▸ **Data for review**
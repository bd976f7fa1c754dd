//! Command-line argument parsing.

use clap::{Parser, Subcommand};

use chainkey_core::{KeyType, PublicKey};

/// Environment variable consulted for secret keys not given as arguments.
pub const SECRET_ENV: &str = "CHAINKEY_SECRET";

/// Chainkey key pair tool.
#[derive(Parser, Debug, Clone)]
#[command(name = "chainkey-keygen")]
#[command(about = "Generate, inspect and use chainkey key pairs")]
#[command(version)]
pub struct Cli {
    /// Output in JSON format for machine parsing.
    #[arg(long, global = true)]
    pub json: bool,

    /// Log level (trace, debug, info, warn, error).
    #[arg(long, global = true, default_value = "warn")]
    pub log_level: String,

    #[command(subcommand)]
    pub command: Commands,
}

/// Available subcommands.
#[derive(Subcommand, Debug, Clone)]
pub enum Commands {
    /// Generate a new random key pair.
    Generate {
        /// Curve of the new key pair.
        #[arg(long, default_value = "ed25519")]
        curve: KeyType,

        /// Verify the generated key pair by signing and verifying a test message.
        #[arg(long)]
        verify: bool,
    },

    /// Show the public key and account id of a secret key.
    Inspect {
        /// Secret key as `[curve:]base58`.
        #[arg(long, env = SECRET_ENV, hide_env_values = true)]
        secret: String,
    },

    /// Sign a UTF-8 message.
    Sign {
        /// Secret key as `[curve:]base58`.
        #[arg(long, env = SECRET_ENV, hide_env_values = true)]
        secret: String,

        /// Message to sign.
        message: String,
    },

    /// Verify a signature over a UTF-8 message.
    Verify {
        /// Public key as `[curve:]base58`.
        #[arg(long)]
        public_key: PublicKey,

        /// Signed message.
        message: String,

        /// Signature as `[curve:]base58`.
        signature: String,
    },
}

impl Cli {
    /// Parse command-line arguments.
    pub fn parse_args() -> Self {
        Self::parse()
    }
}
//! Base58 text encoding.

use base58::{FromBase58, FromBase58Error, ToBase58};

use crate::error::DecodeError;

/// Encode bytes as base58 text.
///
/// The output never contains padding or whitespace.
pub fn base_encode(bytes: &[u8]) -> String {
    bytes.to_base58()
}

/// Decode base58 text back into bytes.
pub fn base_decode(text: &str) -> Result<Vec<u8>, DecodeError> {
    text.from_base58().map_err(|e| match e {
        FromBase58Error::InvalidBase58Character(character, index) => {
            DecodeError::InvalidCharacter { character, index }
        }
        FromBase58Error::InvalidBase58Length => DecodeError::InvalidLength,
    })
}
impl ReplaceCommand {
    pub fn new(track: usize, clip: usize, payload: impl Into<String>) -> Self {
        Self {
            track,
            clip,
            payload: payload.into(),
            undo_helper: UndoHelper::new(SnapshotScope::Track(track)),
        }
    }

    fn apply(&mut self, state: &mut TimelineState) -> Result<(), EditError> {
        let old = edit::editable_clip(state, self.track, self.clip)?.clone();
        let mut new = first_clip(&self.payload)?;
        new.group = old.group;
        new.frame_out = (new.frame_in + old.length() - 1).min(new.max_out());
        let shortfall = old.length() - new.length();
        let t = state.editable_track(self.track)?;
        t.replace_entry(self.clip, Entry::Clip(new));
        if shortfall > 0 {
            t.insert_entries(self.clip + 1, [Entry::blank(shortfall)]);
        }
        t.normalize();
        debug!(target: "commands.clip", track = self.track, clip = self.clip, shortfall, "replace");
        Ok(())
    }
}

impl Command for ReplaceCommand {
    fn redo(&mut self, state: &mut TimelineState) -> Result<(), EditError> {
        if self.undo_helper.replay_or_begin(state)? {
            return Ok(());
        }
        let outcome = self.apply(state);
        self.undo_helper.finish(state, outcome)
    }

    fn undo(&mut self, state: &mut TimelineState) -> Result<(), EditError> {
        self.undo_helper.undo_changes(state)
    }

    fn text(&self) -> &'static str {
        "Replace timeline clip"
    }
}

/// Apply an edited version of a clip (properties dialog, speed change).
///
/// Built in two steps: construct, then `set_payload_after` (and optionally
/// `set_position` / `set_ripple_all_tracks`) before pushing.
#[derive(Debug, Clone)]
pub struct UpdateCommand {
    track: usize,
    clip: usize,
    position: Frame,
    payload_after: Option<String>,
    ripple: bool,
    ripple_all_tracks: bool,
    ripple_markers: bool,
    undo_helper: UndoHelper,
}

▸ **Your instructions**
Using the entries above, extract exactly the span from the line with "FromBase58Error::InvalidBase58Character(character, index) =>" to the line with "fn apply(&mut self, state: &mut", both lines included; leave out everything else.

▸ **Solution for this exercise**
        FromBase58Error::InvalidBase58Character(character, index) => {
            DecodeError::InvalidCharacter { character, index }
        }
        FromBase58Error::InvalidBase58Length => DecodeError::InvalidLength,
    })
}
impl ReplaceCommand {
    pub fn new(track: usize, clip: usize, payload: impl Into<String>) -> Self {
        Self {
            track,
            clip,
            payload: payload.into(),
            undo_helper: UndoHelper::new(SnapshotScope::Track(track)),
        }
    }

    fn apply(&mut self, state: &mut TimelineState) -> Result<(), EditError> {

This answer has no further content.